→ **EXERCISE DETAILS**
Every line from the first in the listing below to the line containing "Spawns a task" is to be repeated exactly, and no line past it.

→ **EXERCISE DATA**
//! `SIGTERM`/`SIGINT` drive the `watch` channel every long-running
//! subcommand's accept loop already polls (`LmtpServer::run`,
//! `FudServer::run`); `SIGUSR1` is the reload signal, carried over from
//! the old generation's PID-file-and-`kill` convention (`reload()` in
//! the previous `main.rs`) but polled here instead of acted on
//! in-place, since none of the daemons hold config behind a handle
//! that can be hot-swapped yet.

use tokio::signal::unix::{signal, SignalKind};
use tokio::sync::watch;

/// Spawns a task that flips `must_exit` to `true` on `SIGTERM` or
/// `SIGINT`, and logs (without acting on it yet) every `SIGUSR1`.
/// Returns the receiving end for the caller's accept loop.
pub fn install(daemon: &'static str) -> watch::Receiver<bool> {
    let (tx, rx) = watch::channel(false);

    tokio::spawn(async move {
        let mut term = match signal(SignalKind::terminate()) {
            Ok(s) => s,
            Err(e) => {
                tracing::error!(error = %e, "failed to install SIGTERM handler");
                return;
            }
        };
        let mut int = match signal(SignalKind::interrupt()) {
            Ok(s) => s,
            Err(e) => {
                tracing::error!(error = %e, "failed to install SIGINT handler");
                return;
            }
        };
        let mut usr1 = match signal(SignalKind::user_defined1()) {
            Ok(s) => s,
            Err(e) => {
                tracing::error!(error = %e, "failed to install SIGUSR1 handler");
                return;
            }
        };

        loop {
            tokio::select! {
                _ = term.recv() => {
                    tracing::info!(daemon, "received SIGTERM, draining");
                    let _ = tx.send(true);
                    break;
                }
                _ = int.recv() => {
                    tracing::info!(daemon, "received SIGINT, draining");
                    let _ = tx.send(true);
                    break;
                }
                _ = usr1.recv() => {
                    tracing::info!(daemon, "received SIGUSR1; config reload is not yet hot-swappable, restart to pick up changes");
                }
            }
        }
    });

    rx
}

→ **SOLUTION TO THIS TASK**
//! `SIGTERM`/`SIGINT` drive the `watch` channel every long-running
//! subcommand's accept loop already polls (`LmtpServer::run`,
//! `FudServer::run`); `SIGUSR1` is the reload signal, carried over from
//! the old generation's PID-file-and-`kill` convention (`reload()` in
//! the previous `main.rs`) but polled here instead of acted on
//! in-place, since none of the daemons hold config behind a handle
//! that can be hot-swapped yet.

use tokio::signal::unix::{signal, SignalKind};
use tokio::sync::watch;

/// Spawns a task that flips `must_exit` to `true` on `SIGTERM` or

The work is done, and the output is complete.